Deuterium NMR spectroscopy of biosynthetically deuterated mammalian tissues.

Abstract

The choline-containing phospholipids of mammalian membranes have been biosynthetically deuterated by raising rats on a diet supplemented with [HOCH2CH2N(CD3)3]+Cl- or [HOCD2CH2N(CH3)3]+Cl-. Deuterium NMR spectra have been obtained from excised deuterated brain, sciatic nerve, heart, and lung, from isolated brain myelin and brain microsomes, and from aqueous dispersions of lipid extracts. Measurements of residual quadrupole splittings for excised deuterated neural tissues demonstrate that the orientational order of the choline head group is similar to that observed in model membranes. The spin-lattice relaxation time of the choline head group in deuterated neural tissue is indistinguishable from that observed in model membranes.

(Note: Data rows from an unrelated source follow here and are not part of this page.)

use super::core::ContractRepository;
use crate::domain::records::{
    ContractDetail, ContractHeader, ContractPayableRecord, ContractPenaltyRecord,
    ContractQualitySpecRecord, ContractQuotaRecord, ContractRefiningExpenseRecord,
    NewContractRecord, StoredContract,
};
use crate::domain::types::{ContractStatus, ContractType, SpecType};
use crate::repository::error::RepositoryResult;
use chrono::{NaiveDate, NaiveDateTime};
use rusqlite::types::Type;
use rusqlite::{params, OptionalExtension, Result as SqliteResult, Row};

impl ContractRepository {
    // ==========================================
    // 查询操作（写入结果回读）
    // ==========================================

    /// 按 contract_id 查询合同主记录
    pub fn find_contract(&self, contract_id: &str) -> RepositoryResult<Option<StoredContract>> {
        let conn = self.get_conn()?;
        let contract = conn
            .query_row(
                r#"
                SELECT contract_id, contract_number, status,
                       contract_type, vendor_id, buyer_id, product_id, country_id,
                       start_month, end_month, incoterm_id, delivery_location, created_at
                FROM contract
                WHERE contract_id = ?1
                "#,
                params![contract_id],
                map_contract_row,
            )
            .optional()?;
        Ok(contract)
    }

    /// 按合同编号查询
    pub fn find_by_number(&self, contract_number: &str) -> RepositoryResult<Option<StoredContract>> {
        let conn = self.get_conn()?;
        let contract = conn
            .query_row(
                r#"
                SELECT contract_id, contract_number, status,
                       contract_type, vendor_id, buyer_id, product_id, country_id,
                       start_month, end_month, incoterm_id, delivery_location, created_at
                FROM contract
                WHERE contract_number = ?1
                "#,
                params![contract_number],
                map_contract_row,
            )
            .optional()?;
        Ok(contract)
    }

    /// 全部合同概要（按编号排序）
    pub fn list_headers(&self) -> RepositoryResult<Vec<ContractHeader>> {
        let conn = self.get_conn()?;
        let mut stmt = conn.prepare(
            r#"
            SELECT contract_id, contract_number, status
            FROM contract
            ORDER BY number_prefix ASC, number_year ASC, number_seq ASC
            "#,
        )?;
        let headers = stmt
            .query_map([], |row| {
                Ok(ContractHeader {
                    contract_id: row.get(0)?,
                    contract_number: row.get(1)?,
                    status: ContractStatus::parse(&row.get::<_, String>(2)?),
                })
            })?
            .collect::<SqliteResult<Vec<_>>>()?;
        Ok(headers)
    }

    pub fn list_quotas(&self, contract_id: &str) -> RepositoryResult<Vec<ContractQuotaRecord>> {
        let conn = self.get_conn()?;
        let mut stmt = conn.prepare(
            r#"
            SELECT month, tmh, tms, h2o_percentage
            FROM contract_quota
            WHERE contract_id = ?1
            ORDER BY month ASC, id ASC
            "#,
        )?;
        let quotas = stmt
            .query_map(params![contract_id], |row| {
                Ok(ContractQuotaRecord {
                    month: parse_date(row, 0)?,
                    tmh: row.get(1)?,
                    tms: row.get(2)?,
                    h2o_percentage: row.get(3)?,
                })
            })?
            .collect::<SqliteResult<Vec<_>>>()?;
        Ok(quotas)
    }

    pub fn list_payables(&self, contract_id: &str) -> RepositoryResult<Vec<ContractPayableRecord>> {
        let conn = self.get_conn()?;
        let mut stmt = conn.prepare(
            r#"
            SELECT formula_id, metal, deduction_value, deduction_unit,
                   balance_percentage, market_index_id, formula_text
            FROM contract_payable
            WHERE contract_id = ?1
            ORDER BY id ASC
            "#,
        )?;
        let payables = stmt
            .query_map(params![contract_id], |row| {
                Ok(ContractPayableRecord {
                    formula_id: row.get(0)?,
                    metal: row.get(1)?,
                    deduction_value: row.get(2)?,
                    deduction_unit: row.get(3)?,
                    balance_percentage: row.get(4)?,
                    market_index_id: row.get(5)?,
                    formula_text: row.get(6)?,
                })
            })?
            .collect::<SqliteResult<Vec<_>>>()?;
        Ok(payables)
    }

    pub fn list_penalties(&self, contract_id: &str) -> RepositoryResult<Vec<ContractPenaltyRecord>> {
        let conn = self.get_conn()?;
        let mut stmt = conn.prepare(
            r#"
            SELECT formula_id, metal, amount_usd, lower_limit, lower_limit_unit,
                   upper_limit, upper_limit_unit, penalty_formula
            FROM contract_penalty
            WHERE contract_id = ?1
            ORDER BY id ASC
            "#,
        )?;
        let penalties = stmt
            .query_map(params![contract_id], |row| {
                Ok(ContractPenaltyRecord {
                    formula_id: row.get(0)?,
                    metal: row.get(1)?,
                    amount_usd: row.get(2)?,
                    lower_limit: row.get(3)?,
                    lower_limit_unit: row.get(4)?,
                    upper_limit: row.get(5)?,
                    upper_limit_unit: row.get(6)?,
                    penalty_formula: row.get(7)?,
                })
            })?
            .collect::<SqliteResult<Vec<_>>>()?;
        Ok(penalties)
    }

    pub fn list_quality_specs(&self, contract_id: &str) -> RepositoryResult<Vec<ContractQualitySpecRecord>> {
        let conn = self.get_conn()?;
        let mut stmt = conn.prepare(
            r#"
            SELECT metal, spec_type, min_value, max_value, unit, formula_text
            FROM contract_quality_spec
            WHERE contract_id = ?1
            ORDER BY id ASC
            "#,
        )?;
        let specs = stmt
            .query_map(params![contract_id], |row| {
                Ok(ContractQualitySpecRecord {
                    metal: row.get(0)?,
                    spec_type: SpecType::parse(&row.get::<_, String>(1)?),
                    min_value: row.get(2)?,
                    max_value: row.get(3)?,
                    unit: row.get(4)?,
                    formula_text: row.get(5)?,
                })
            })?
            .collect::<SqliteResult<Vec<_>>>()?;
        Ok(specs)
    }

    pub fn list_refining_expenses(
        &self,
        contract_id: &str,
    ) -> RepositoryResult<Vec<ContractRefiningExpenseRecord>> {
        let conn = self.get_conn()?;
        let mut stmt = conn.prepare(
            r#"
            SELECT formula_id, metal, amount_usd, unit, formula_text
            FROM contract_refining_expense
            WHERE contract_id = ?1
            ORDER BY id ASC
            "#,
        )?;
        let expenses = stmt
            .query_map(params![contract_id], |row| {
                Ok(ContractRefiningExpenseRecord {
                    formula_id: row.get(0)?,
                    metal: row.get(1)?,
                    amount_usd: row.get(2)?,
                    unit: row.get(3)?,
                    formula_text: row.get(4)?,
                })
            })?
            .collect::<SqliteResult<Vec<_>>>()?;
        Ok(expenses)
    }

    /// 合同及全部子记录
    pub fn find_detail(&self, contract_id: &str) -> RepositoryResult<Option<ContractDetail>> {
        let contract = match self.find_contract(contract_id)? {
            Some(c) => c,
            None => return Ok(None),
        };

        Ok(Some(ContractDetail {
            contract,
            quotas: self.list_quotas(contract_id)?,
            payables: self.list_payables(contract_id)?,
            penalties: self.list_penalties(contract_id)?,
            quality_specs: self.list_quality_specs(contract_id)?,
            refining_expenses: self.list_refining_expenses(contract_id)?,
        }))
    }
}

// ==========================================
// 行映射
// ==========================================

fn conversion_error(idx: usize, message: String) -> rusqlite::Error {
    rusqlite::Error::FromSqlConversionFailure(idx, Type::Text, message.into())
}

fn parse_date(row: &Row<'_>, idx: usize) -> SqliteResult<NaiveDate> {
    let raw: String = row.get(idx)?;
    NaiveDate::parse_from_str(&raw, "%Y-%m-%d")
        .map_err(|e| conversion_error(idx, format!("日期格式错误 {}: {}", raw, e)))
}

fn parse_datetime(row: &Row<'_>, idx: usize) -> SqliteResult<NaiveDateTime> {
    let raw: String = row.get(idx)?;
    NaiveDateTime::parse_from_str(&raw, "%Y-%m-%d %H:%M:%S")
        .map_err(|e| conversion_error(idx, format!("时间格式错误 {}: {}", raw, e)))
}

fn map_contract_row(row: &Row<'_>) -> SqliteResult<StoredContract> {
    let raw_type: String = row.get(3)?;
    let contract_type = ContractType::parse(&raw_type)
        .ok_or_else(|| conversion_error(3, format!("未知的合同类型: {}", raw_type)))?;

    Ok(StoredContract {
        header: ContractHeader {
            contract_id: row.get(0)?,
            contract_number: row.get(1)?,
            status: ContractStatus::parse(&row.get::<_, String>(2)?),
        },
        record: NewContractRecord {
            contract_type,
            vendor_id: row.get(4)?,
            buyer_id: row.get(5)?,
            product_id: row.get(6)?,
            country_id: row.get(7)?,
            start_month: parse_date(row, 8)?,
            end_month: parse_date(row, 9)?,
            incoterm_id: row.get(10)?,
            delivery_location: row.get(11)?,
        },
        created_at: parse_datetime(row, 12)?,
    })
}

These results support the proposal that the conformation and motional dynamics of the choline head groups of the bulk choline-containing lipids of neural tissue are similar to those in model membranes. Spectra of biosynthetically deuterated brain myelin and brain microsomes exhibit similar quadrupole splittings. Since these membranes have significantly different protein contents, these results indicate that no strong polar interactions exist between membrane proteins and the choline head groups of choline-containing membrane lipids. Spectra of intact deuterated heart and lung exhibit broad lines and a range of quadrupole splittings. Due to the heterogeneous nature of these tissues, interpretation is difficult. However, no strong ordering of the lipid head group by protein is indicated.